Tuttavia, non sempre la diversità etnica rappresenta una barriera insormontabile. Già, perché nell’Anatolia degli anni ’50 c’è stato un ragazzo che, munito delle armi della cultura e della spiritualità, è riuscito a superare qualunque pregiudizio legato alle sue origini elleniche, nonché al fatto di essere figlio di un immigrato greco. Quel ragazzo si chiamava Dimitrios Archontonis.

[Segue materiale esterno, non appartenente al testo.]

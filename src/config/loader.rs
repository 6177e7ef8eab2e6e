// src/config/loader.rs

use std::fs;
use std::path::{Path, PathBuf};

use tracing::debug;

use crate::config::model::{ConfigFile, RawConfigFile};
use crate::errors::Result;

/// Load a configuration file from a given path and return the raw `RawConfigFile`.
///
/// This only performs TOML deserialization; it does **not** perform semantic
/// validation. Use [`load_and_validate`] for that.
pub fn load_from_path(path: impl AsRef<Path>) -> Result<RawConfigFile> {
    let path = path.as_ref();
    let contents = fs::read_to_string(path)?;

    let config: RawConfigFile = toml::from_str(&contents)?;

    Ok(config)
}

/// Load a configuration file from path and run validation.
///
/// - Reads TOML.
/// - Applies defaults (handled by `serde` + `Default` impls).
/// - Checks limits (`max_processes`, `max_instructions`, `default_quantum`,
///   `step_limit`).
pub fn load_and_validate(path: impl AsRef<Path>) -> Result<ConfigFile> {
    let raw_config = load_from_path(&path)?;
    let config = ConfigFile::try_from(raw_config)?;
    Ok(config)
}

/// Resolve the configuration used for a run.
///
/// - An explicit path must exist and be valid.
/// - Without one, [`default_config_path`] is used if present; otherwise the
///   built-in defaults apply.
pub fn load_or_default(explicit: Option<&Path>) -> Result<ConfigFile> {
    if let Some(path) = explicit {
        return load_and_validate(path);
    }

    let path = default_config_path();
    if path.is_file() {
        debug!(path = ?path, "using default config file");
        load_and_validate(path)
    } else {
        debug!("no config file found; using built-in defaults");
        Ok(ConfigFile::default())
    }
}

/// Default config location: `Procplanner.toml` in the current directory.
pub fn default_config_path() -> PathBuf {
    PathBuf::from("Procplanner.toml")
}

Fin da subito, fu chiaro che il nazionalismo, al pari di qualunque altra corrente affine, gli fosse quantomai indifferente: per lui ciascuna cultura poteva essere egualmente fonte di apprendimento e di saggezza. Non a caso, infatti, negli anni seguenti avrebbe appreso ben sette lingue differenti (greco, turco, italiano, latino, francese, tedesco e inglese). Ma il suo grande interesse era un altro, ed era quantomai incontenibile: la religione. Per Dimitrios, la religione non era soltanto una forma di superstizione ma una ragione per cui vivere; era una costante ricerca della verità basata sullo studio delle opere classiche e della teologia. In questo senso, non vi è da stupirsi, se giunta l’adolescenza, decise d’iscriversi al Liceo-Ginnasio di Istanbul. Negli anni a venire, grazie alle borse di studio del Patriarcato ecumenico ebbe la possibilità di approfondire i suoi studi in Svizzera, in Baviera e a Roma, dove conseguì un dottorato presso l’università gregoriana con una tesi sulla codificazione dei decreti canonici nella chiesa Ortodossa.

Inutile dire che, una volta completato il suo percorso accademico, ebbe ben pochi dubbi prima di prendere i voti. La sua “carriera ecclesiastica” si rivelò fulminea e sorprendente al tempo stesso: in meno di dieci anni, ebbe modo di diventare prima diacono, poi presbitero e infine archimandrita, un titolo che nelle chiese ortodosse spetta al leader di una congregazione monasteriale.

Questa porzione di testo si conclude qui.